A new week, and a new country. Today we set out to travel to Livingston, Zambia, and twin home to the Victoria Falls, together with the town of Victoria Falls in Zimbabwe. We've heard that once you cross the Zambezi you are really in Africa, and today is that day.
Shortly after 9am we are waiting hopefully on the road outside the campsite for a ride - sure enough yet another government vehicle does the trick, with Richard who seems to buy and sell vehicles in the region for the various government departments and agencies. He has a jacket on with BGP on it - just like the one the camp cleaner was wearing this morning. I thought it must stand for Botswana Game Parks, but no, Richard proudly tells me it means Botswana Government Property. There you go!

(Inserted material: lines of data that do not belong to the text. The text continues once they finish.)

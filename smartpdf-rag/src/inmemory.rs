//! In-memory vector store using cosine similarity.
//!
//! [`InMemoryVectorStore`] keeps entries in insertion order in a `Vec`
//! protected by a `tokio::sync::RwLock`. Appends take the write lock once
//! per call, so concurrent appends never interleave.

use async_trait::async_trait;
use tokio::sync::RwLock;

use crate::document::SearchResult;
use crate::error::{RagError, Result};
use crate::vectorstore::{IndexedChunk, VectorStore};

#[derive(Debug, Default)]
struct Entries {
    items: Vec<IndexedChunk>,
    dimensions: Option<usize>,
}

/// An in-memory, append-only vector store.
///
/// The first appended vector fixes the store's dimensionality; later
/// appends with a different dimension are rejected as a whole.
#[derive(Debug, Default)]
pub struct InMemoryVectorStore {
    entries: RwLock<Entries>,
}

impl InMemoryVectorStore {
    /// Create a new empty in-memory vector store.
    pub fn new() -> Self {
        Self::default()
    }
}

fn store_error(message: String) -> RagError {
    RagError::VectorStoreError { backend: "InMemory".to_string(), message }
}

/// Compute cosine similarity between two vectors.
///
/// Returns 0.0 if either vector has zero magnitude.
pub fn cosine_similarity(a: &[f32], b: &[f32]) -> f32 {
    let dot: f32 = a.iter().zip(b.iter()).map(|(x, y)| x * y).sum();
    let norm_a: f32 = a.iter().map(|x| x * x).sum::<f32>().sqrt();
    let norm_b: f32 = b.iter().map(|x| x * x).sum::<f32>().sqrt();
    if norm_a == 0.0 || norm_b == 0.0 {
        return 0.0;
    }
    dot / (norm_a * norm_b)
}

#[async_trait]
impl VectorStore for InMemoryVectorStore {
    async fn append(&self, new_entries: Vec<IndexedChunk>) -> Result<()> {
        let mut entries = self.entries.write().await;

        let mut dimensions = entries.dimensions;
        for entry in &new_entries {
            let dim = entry.embedding.len();
            if dim == 0 {
                return Err(store_error("embedding vector is empty".to_string()));
            }
            match dimensions {
                Some(expected) if expected != dim => {
                    return Err(store_error(format!(
                        "embedding has {dim} dimensions, store expects {expected}"
                    )));
                }
                _ => dimensions = Some(dim),
            }
        }

        entries.dimensions = dimensions;
        entries.items.extend(new_entries);
        Ok(())
    }

    async fn search(&self, embedding: &[f32], top_k: usize) -> Result<Vec<SearchResult>> {
        let entries = self.entries.read().await;
        if let Some(expected) = entries.dimensions {
            if embedding.len() != expected {
                return Err(store_error(format!(
                    "query has {} dimensions, store expects {expected}",
                    embedding.len()
                )));
            }
        }

        let mut scored: Vec<SearchResult> = entries
            .items
            .iter()
            .map(|entry| SearchResult {
                chunk: entry.chunk.clone(),
                score: cosine_similarity(&entry.embedding, embedding),
            })
            .collect();

        // Stable sort: equal scores keep insertion order.
        scored.sort_by(|a, b| b.score.total_cmp(&a.score));
        scored.truncate(top_k);
        Ok(scored)
    }

    async fn len(&self) -> usize {
        self.entries.read().await.items.len()
    }
}
//! The session's vector index: embeds chunks and serves similarity search.

use std::sync::Arc;

use tracing::{debug, error};

use crate::document::{Chunk, SearchResult};
use crate::embedding::EmbeddingProvider;
use crate::error::{RagError, Result};
use crate::inmemory::InMemoryVectorStore;
use crate::vectorstore::{IndexedChunk, VectorStore};

/// An append-only collection of embedded chunks.
///
/// Composes an [`EmbeddingProvider`] with a [`VectorStore`]. Chunks are
/// never deduplicated: adding the same chunk twice stores two entries.
pub struct Index {
    embedder: Arc<dyn EmbeddingProvider>,
    store: Arc<dyn VectorStore>,
}

impl Index {
    /// Create an index over an existing store.
    pub fn new(embedder: Arc<dyn EmbeddingProvider>, store: Arc<dyn VectorStore>) -> Self {
        Self { embedder, store }
    }

    /// Create an index backed by a fresh [`InMemoryVectorStore`].
    pub fn in_memory(embedder: Arc<dyn EmbeddingProvider>) -> Self {
        Self::new(embedder, Arc::new(InMemoryVectorStore::new()))
    }

    /// Embed and append `chunks`, returning how many were added.
    ///
    /// All chunks are embedded before anything is stored, so a failure
    /// leaves the index exactly as it was.
    ///
    /// # Errors
    ///
    /// Returns [`RagError::EmbeddingError`] if the provider fails or returns
    /// the wrong number of vectors, and [`RagError::VectorStoreError`] if
    /// the store rejects the batch.
    pub async fn add(&self, chunks: Vec<Chunk>) -> Result<usize> {
        if chunks.is_empty() {
            return Ok(0);
        }

        let texts: Vec<&str> = chunks.iter().map(|c| c.text.as_str()).collect();
        let embeddings = self.embedder.embed_batch(&texts).await.map_err(|e| {
            error!(chunk_count = chunks.len(), error = %e, "embedding failed during indexing");
            e
        })?;

        if embeddings.len() != chunks.len() {
            return Err(RagError::EmbeddingError {
                provider: "index".to_string(),
                message: format!(
                    "expected {} embeddings, provider returned {}",
                    chunks.len(),
                    embeddings.len()
                ),
            });
        }

        let count = chunks.len();
        let entries = chunks
            .into_iter()
            .zip(embeddings)
            .map(|(chunk, embedding)| IndexedChunk { chunk, embedding })
            .collect();
        self.store.append(entries).await?;

        debug!(chunk_count = count, "appended chunks to index");
        Ok(count)
    }

    /// Return up to `k` chunks most similar to `query`, best first.
    ///
    /// An empty index returns an empty result without embedding the query.
    ///
    /// # Errors
    ///
    /// Returns [`RagError::EmbeddingError`] if the query cannot be embedded.
    pub async fn search(&self, query: &str, k: usize) -> Result<Vec<SearchResult>> {
        if k == 0 || self.store.is_empty().await {
            return Ok(Vec::new());
        }

        let embedding = self.embedder.embed(query).await.map_err(|e| {
            error!(error = %e, "embedding failed during query");
            e
        })?;
        self.store.search(&embedding, k).await
    }

    /// Number of indexed chunks.
    pub async fn len(&self) -> usize {
        self.store.len().await
    }

    /// Whether the index holds no chunks.
    pub async fn is_empty(&self) -> bool {
        self.store.is_empty().await
    }
}

impl std::fmt::Debug for Index {
    fn fmt(&self, f: &mut std::fmt::Formatter<'_>) -> std::fmt::Result {
        f.debug_struct("Index")
            .field("dimensions", &self.embedder.dimensions())
            .finish_non_exhaustive()
    }
}
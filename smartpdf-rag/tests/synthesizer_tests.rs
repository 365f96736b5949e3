//! Tests for prompt construction, provenance and sentinel answers.

mod common;

use std::sync::Arc;

use common::{MockModel, MockReply};
use smartpdf_rag::model::is_transient;
use smartpdf_rag::synthesizer::{NO_DOCUMENTS_ANSWER, UNAVAILABLE_ANSWER, build_prompt};
use smartpdf_rag::{
    Answer, AnswerStatus, Chunk, KeywordClassifier, RagError, SearchResult, Synthesizer,
};

fn result(text: &str, source: &str) -> SearchResult {
    SearchResult { chunk: Chunk::new(text, source, Some(0)), score: 0.5 }
}

#[tokio::test]
async fn empty_context_returns_sentinel_without_calling_model() {
    let model = Arc::new(MockModel::replying("should not be used"));
    let synthesizer = Synthesizer::new(model.clone());

    let answer = synthesizer.answer("What is Rust?", &[]).await;

    assert_eq!(answer.text, NO_DOCUMENTS_ANSWER);
    assert!(answer.sources.is_empty());
    assert_eq!(answer.status, AnswerStatus::NoDocuments);
    assert_eq!(model.calls(), 0);
}

#[tokio::test]
async fn stuffs_every_chunk_and_deduplicates_sources() {
    let model = Arc::new(MockModel::replying("Rust uses ownership."));
    let synthesizer = Synthesizer::new(model.clone());
    let chunks = vec![
        result("Ownership rules apply.", "b.pdf"),
        result("Borrowing is checked.", "a.pdf"),
        result("Lifetimes annotate references.", "b.pdf"),
    ];

    let answer = synthesizer.answer("How does Rust manage memory?", &chunks).await;

    assert_eq!(answer.text, "Rust uses ownership.");
    assert_eq!(answer.status, AnswerStatus::Answered);
    assert_eq!(answer.sources.iter().collect::<Vec<_>>(), vec!["a.pdf", "b.pdf"]);
    assert_eq!(model.calls(), 1);

    let prompt = model.last_prompt().unwrap();
    assert!(prompt.contains(
        "Ownership rules apply.\n\nBorrowing is checked.\n\nLifetimes annotate references."
    ));
    assert!(prompt.contains("Question: How does Rust manage memory?"));
}

#[test]
fn prompt_puts_context_before_question() {
    let prompt = build_prompt("Why?", &[result("Because.", "x.pdf")]);
    let context_at = prompt.find("Because.").unwrap();
    let question_at = prompt.find("Question: Why?").unwrap();
    assert!(context_at < question_at);
    assert!(prompt.ends_with("Helpful Answer:"));
}

#[tokio::test]
async fn transient_model_error_yields_unavailable_sentinel() {
    let model = Arc::new(MockModel::with_reply(MockReply::Transient("rate limited".into())));
    let answer = Synthesizer::new(model).answer("q", &[result("ctx", "a.pdf")]).await;

    assert_eq!(answer.text, UNAVAILABLE_ANSWER);
    assert_eq!(answer.status, AnswerStatus::Unavailable);
    assert!(answer.sources.is_empty());
}

#[tokio::test]
async fn model_error_mentioning_gateway_failure_is_transient() {
    for message in ["Error code: 500 - internal", "Blocked by CloudFlare"] {
        let model = Arc::new(MockModel::with_reply(MockReply::Failure(message.into())));
        let answer = Synthesizer::new(model).answer("q", &[result("ctx", "a.pdf")]).await;
        assert_eq!(answer.text, UNAVAILABLE_ANSWER, "message: {message}");
    }
}

#[tokio::test]
async fn other_model_errors_embed_the_description() {
    let model = Arc::new(MockModel::with_reply(MockReply::Failure("invalid api key".into())));
    let answer = Synthesizer::new(model).answer("q", &[result("ctx", "a.pdf")]).await;

    assert!(answer.text.starts_with("❌ Error: "));
    assert!(answer.text.contains("invalid api key"));
    assert_eq!(answer.status, AnswerStatus::Failed);
    assert!(answer.sources.is_empty());
}

#[tokio::test]
async fn custom_classifier_replaces_default_indicators() {
    let model = Arc::new(MockModel::with_reply(MockReply::Failure("service overloaded".into())));
    let synthesizer =
        Synthesizer::new(model).with_classifier(Arc::new(KeywordClassifier::new(["overloaded"])));

    let answer = synthesizer.answer("q", &[result("ctx", "a.pdf")]).await;
    assert_eq!(answer.status, AnswerStatus::Unavailable);
}

#[test]
fn sentinel_mapping_is_pure() {
    let classifier = KeywordClassifier::default();
    let transient = RagError::ModelTransient { provider: "p".into(), message: "timeout".into() };
    let gateway = RagError::Model { provider: "p".into(), message: "HTTP 500".into() };
    let permanent = RagError::Model { provider: "p".into(), message: "bad request".into() };

    assert!(is_transient(&transient, &classifier));
    assert!(is_transient(&gateway, &classifier));
    assert!(!is_transient(&permanent, &classifier));

    assert_eq!(Answer::from_error(&transient, &classifier).status, AnswerStatus::Unavailable);
    let failed = Answer::from_error(&permanent, &classifier);
    assert_eq!(failed.status, AnswerStatus::Failed);
    assert!(failed.text.contains("bad request"));
}
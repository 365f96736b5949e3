//! # smartpdf-telemetry
//!
//! Logging setup for the smartpdf binaries and a tracing layer that records
//! how long each pipeline stage took.
//!
//! ```rust,ignore
//! use smartpdf_telemetry::{LogFormat, TelemetryConfig, init_telemetry};
//!
//! let timings = init_telemetry(&TelemetryConfig::default().with_format(LogFormat::Json))?;
//! // ... run the pipeline ...
//! for (stage, elapsed) in timings.totals() {
//!     println!("{stage}: {elapsed:?}");
//! }
//! ```
//!
//! `RUST_LOG` takes precedence over the configured level:
//!
//! ```bash
//! RUST_LOG=smartpdf_rag=debug smartpdf report.pdf
//! ```

pub mod timings;

use tracing_subscriber::layer::SubscriberExt;
use tracing_subscriber::util::SubscriberInitExt;
use tracing_subscriber::{EnvFilter, Layer};

pub use timings::{STAGE_PREFIX, StageTiming, StageTimingLayer, StageTimings};

/// Output format of the log layer.
#[derive(Debug, Clone, Copy, Default, PartialEq, Eq)]
pub enum LogFormat {
    /// Human-readable single-line records.
    #[default]
    Plain,
    /// One JSON object per record.
    Json,
}

/// Logging configuration.
#[derive(Debug, Clone, PartialEq, Eq)]
pub struct TelemetryConfig {
    /// Filter directives used when `RUST_LOG` is unset, e.g. `info` or
    /// `warn,smartpdf_rag=debug`.
    pub default_directives: String,
    /// Output format of the log layer.
    pub format: LogFormat,
}

impl Default for TelemetryConfig {
    fn default() -> Self {
        Self { default_directives: "info".to_string(), format: LogFormat::Plain }
    }
}

impl TelemetryConfig {
    /// Set the output format.
    pub fn with_format(mut self, format: LogFormat) -> Self {
        self.format = format;
        self
    }

    /// Set the directives used when `RUST_LOG` is unset.
    pub fn with_directives(mut self, directives: impl Into<String>) -> Self {
        self.default_directives = directives.into();
        self
    }

    /// The filter for the log layer. `RUST_LOG` wins over the defaults.
    pub fn env_filter(&self) -> EnvFilter {
        EnvFilter::try_from_default_env()
            .unwrap_or_else(|_| EnvFilter::new(&self.default_directives))
    }
}

/// Error returned when a global subscriber is already installed.
#[derive(Debug, thiserror::Error)]
#[error("failed to install tracing subscriber: {0}")]
pub struct TelemetryError(String);

/// Install the global subscriber: a filtered log layer writing to stderr
/// plus a [`StageTimingLayer`].
///
/// The filter applies to the log layer only, so stage timings are recorded
/// even when their spans are below the log level.
///
/// # Errors
///
/// Returns [`TelemetryError`] if a global subscriber was already set.
pub fn init_telemetry(config: &TelemetryConfig) -> Result<StageTimings, TelemetryError> {
    let timings = StageTimings::new();
    let filter = config.env_filter();

    let log_layer = match config.format {
        LogFormat::Plain => tracing_subscriber::fmt::layer()
            .with_writer(std::io::stderr)
            .with_target(true)
            .boxed(),
        LogFormat::Json => tracing_subscriber::fmt::layer()
            .json()
            .with_writer(std::io::stderr)
            .with_current_span(true)
            .boxed(),
    };

    tracing_subscriber::registry()
        .with(StageTimingLayer::new(timings.clone()))
        .with(log_layer.with_filter(filter))
        .try_init()
        .map_err(|e| TelemetryError(e.to_string()))?;

    Ok(timings)
}
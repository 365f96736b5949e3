//! Language model trait and transient-failure classification.

use async_trait::async_trait;

use crate::config::DEFAULT_TRANSIENT_INDICATORS;
use crate::error::{RagError, Result};

/// A text-completion backend.
///
/// Implementations return [`RagError::ModelTransient`] when they know the
/// failure is temporary (overload, gateway errors) and [`RagError::Model`]
/// otherwise. Timeouts belong to the implementation.
#[async_trait]
pub trait LanguageModel: Send + Sync {
    /// Complete `prompt` and return the generated text.
    async fn complete(&self, prompt: &str) -> Result<String>;

    /// A short name for logs.
    fn name(&self) -> &str;
}

/// Decides whether a model error message describes a transient outage.
pub trait ErrorClassifier: Send + Sync {
    /// Returns `true` if `message` indicates the backend is temporarily unavailable.
    fn is_transient(&self, message: &str) -> bool;
}

/// Matches configurable indicator substrings, ignoring case.
///
/// Defaults to `"500"` and `"cloudflare"`, which catch gateway error pages
/// that some hosted backends return during outages.
#[derive(Debug, Clone, PartialEq, Eq)]
pub struct KeywordClassifier {
    indicators: Vec<String>,
}

impl KeywordClassifier {
    /// Create a classifier from indicator substrings.
    pub fn new<I, S>(indicators: I) -> Self
    where
        I: IntoIterator<Item = S>,
        S: Into<String>,
    {
        Self {
            indicators: indicators
                .into_iter()
                .map(|s| s.into().to_lowercase())
                .filter(|s| !s.is_empty())
                .collect(),
        }
    }
}

impl Default for KeywordClassifier {
    fn default() -> Self {
        Self::new(DEFAULT_TRANSIENT_INDICATORS)
    }
}

impl ErrorClassifier for KeywordClassifier {
    fn is_transient(&self, message: &str) -> bool {
        let message = message.to_lowercase();
        self.indicators.iter().any(|indicator| message.contains(indicator.as_str()))
    }
}

/// Whether `error` should be reported as a temporary outage.
///
/// [`RagError::ModelTransient`] always is; any other error is transient
/// when the classifier matches its description.
pub fn is_transient(error: &RagError, classifier: &dyn ErrorClassifier) -> bool {
    match error {
        RagError::ModelTransient { .. } => true,
        other => classifier.is_transient(&other.to_string()),
    }
}
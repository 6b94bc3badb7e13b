//! Request handlers.

use std::sync::Arc;

use axum::extract::{Query, State};
use axum::Json;
use serde::Serialize;
use tracing::debug;

use yieldboard_analytics::{
    rank_by_return, rank_by_ytd, ComparisonReport, RankingLimits, YtdReport,
};
use yieldboard_core::{Catalog, InstrumentRecord};

use crate::query::{capital_or_default, period_or_default, CompareQuery, QueryPairs, YtdQuery};

/// Application state.
pub struct AppState {
    /// The instrument catalog, read-only for the life of the process
    pub catalog: Arc<Catalog>,
    /// Largest request inputs the catalog can be ranked with
    pub limits: RankingLimits,
}

impl AppState {
    /// Wraps a catalog together with its ranking limits.
    pub fn new(catalog: Arc<Catalog>) -> Self {
        let limits = RankingLimits::for_catalog(&catalog);
        Self { catalog, limits }
    }
}

/// Health check response.
#[derive(Serialize)]
#[serde(rename_all = "camelCase")]
pub struct HealthResponse {
    status: String,
    version: String,
    instrument_count: usize,
}

/// Health check handler.
pub async fn health(State(state): State<Arc<AppState>>) -> Json<HealthResponse> {
    Json(HealthResponse {
        status: "ok".to_string(),
        version: env!("CARGO_PKG_VERSION").to_string(),
        instrument_count: state.catalog.len(),
    })
}

/// List the catalog as defined, without computed fields.
pub async fn list_instruments(State(state): State<Arc<AppState>>) -> Json<Vec<InstrumentRecord>> {
    Json(state.catalog.records().to_vec())
}

/// Rank instruments by projected earnings over a holding period.
pub async fn compare_instruments(
    State(state): State<Arc<AppState>>,
    Query(pairs): Query<QueryPairs>,
) -> Json<ComparisonReport> {
    let query = CompareQuery::from_pairs(&pairs);
    let capital = capital_or_default(query.capital.as_deref(), &state.limits);
    let period = period_or_default(query.period.as_deref(), &state.limits);
    debug!(%capital, %period, "ranking by compound return");

    Json(rank_by_return(capital, period, &state.catalog))
}

/// Rank instruments by year-to-date rate.
pub async fn ytd_instruments(
    State(state): State<Arc<AppState>>,
    Query(pairs): Query<QueryPairs>,
) -> Json<YtdReport> {
    let query = YtdQuery::from_pairs(&pairs);
    let capital = capital_or_default(query.capital.as_deref(), &state.limits);
    debug!(%capital, "ranking by YTD rate");

    Json(rank_by_ytd(capital, &state.catalog))
}
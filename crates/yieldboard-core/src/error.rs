//! Error types for the Yieldboard core.
//!
//! Every error here describes catalog data that must not be served. They are
//! raised while the catalog is loaded, never while a request is handled.

use thiserror::Error;

/// A specialized Result type for core operations.
pub type CoreResult<T> = Result<T, CoreError>;

/// The main error type for core operations.
#[derive(Error, Debug, Clone, PartialEq, Eq)]
pub enum CoreError {
    /// A catalog record violates an invariant.
    #[error("Invalid instrument '{id}': {field} {reason}")]
    InvalidInstrument {
        /// Identifier of the offending record.
        id: String,
        /// Name of the offending field.
        field: &'static str,
        /// Description of the violation.
        reason: String,
    },

    /// Two catalog records share an identifier.
    #[error("Duplicate instrument id: {id}")]
    DuplicateId {
        /// The repeated identifier.
        id: String,
    },

    /// The catalog contains no records.
    #[error("Instrument catalog is empty")]
    EmptyCatalog,

    /// The catalog source could not be read.
    #[error("Failed to read catalog from {path}: {reason}")]
    CatalogIo {
        /// Path of the catalog file.
        path: String,
        /// Underlying I/O failure.
        reason: String,
    },

    /// The catalog source is not valid JSON for a list of instruments.
    #[error("Failed to parse catalog: {reason}")]
    CatalogParse {
        /// Underlying parse failure.
        reason: String,
    },
}

impl CoreError {
    /// Creates an invalid instrument error.
    #[must_use]
    pub fn invalid_instrument(
        id: impl Into<String>,
        field: &'static str,
        reason: impl Into<String>,
    ) -> Self {
        Self::InvalidInstrument {
            id: id.into(),
            field,
            reason: reason.into(),
        }
    }

    /// Creates a duplicate id error.
    #[must_use]
    pub fn duplicate_id(id: impl Into<String>) -> Self {
        Self::DuplicateId { id: id.into() }
    }

    /// Creates a catalog parse error.
    #[must_use]
    pub fn catalog_parse(reason: impl Into<String>) -> Self {
        Self::CatalogParse {
            reason: reason.into(),
        }
    }
}
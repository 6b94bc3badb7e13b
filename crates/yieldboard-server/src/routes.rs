//! Route definitions.

use std::sync::Arc;

use axum::routing::get;
use axum::Router;

use yieldboard_core::Catalog;

use crate::handlers::{self, AppState};

/// Create the API router.
///
/// # Arguments
/// * `catalog` - The instrument catalog shared by all handlers
pub fn create_router(catalog: Arc<Catalog>) -> Router {
    let state = Arc::new(AppState::new(catalog));

    Router::new()
        // Health
        .route("/health", get(handlers::health))
        .route("/api/health", get(handlers::health))
        // Catalog
        .route("/api/instruments", get(handlers::list_instruments))
        // Rankings
        .route("/api/instruments/compare", get(handlers::compare_instruments))
        .route("/api/instruments/ytd", get(handlers::ytd_instruments))
        // State
        .with_state(state)
}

Richard turns out to be a good bloke, and able to swing things with emigration and customs to drive us virtually onto the Kazungula car ferry, saving us about a 700m walk so all good. We dash on as it's about to go, with its load of one semi-trailer, a few local pedestrians (who travel for free), and ourselves. A rather dodgy looking character corners us on the short crossing, teeing us up for money changing and also a taxi. We change a small amount of Pula (getting a mere 55,000 Zambian kwacha - these zeroes will prove a challenge to me I know), enough for the taxi fare to Livingston, and soon are squished into yet another nameless Japanese import with far too many other people, for the couple of hour drive to town. The border area is absolutely littered with insurance sellers, semi-trailers and their drivers, who must have to wait days at times, and the usual array of air-time sellers, produce stalls and trinkets. It's much more like it than the Botswana border we arrived at.

The next day we head to Vic Falls, one of Africa's great sights. We are here a few months after the really heavy rains (which fell Jan/Feb), but the Zambezi is higher than it's been for 20 years, so the views are a bit compromised by all the spray. However, we have the best day wandering around the various paths, getting drenched, drying off, and then doing a short hike down a gully to view the Falls from river level, and walking round close to the Zim border.




“Scenes so lovely must have been gazed upon by angels in their flight”, apparently said Dr Livingstone. The Falls are known as Mosi Oa Tunya in the local language, which translates as smoke that thunders.


Probably the best view we have though is early the following morning, from a microlight. I'd never been on one before, and it was a fantastic experience. Great to see the Falls from above, to appreciate the geology of the region and how the river is slowly changing the face of the Falls, and also to see elephants and hippos on the small islands in the middle of the Zambezi.

Max preparing for his microlight flight.
We have noticed in Zambia a more visible Indian population than we've seen since Cape Town, and also more Moslem influence - not sure what Dr Livingstone would think of this!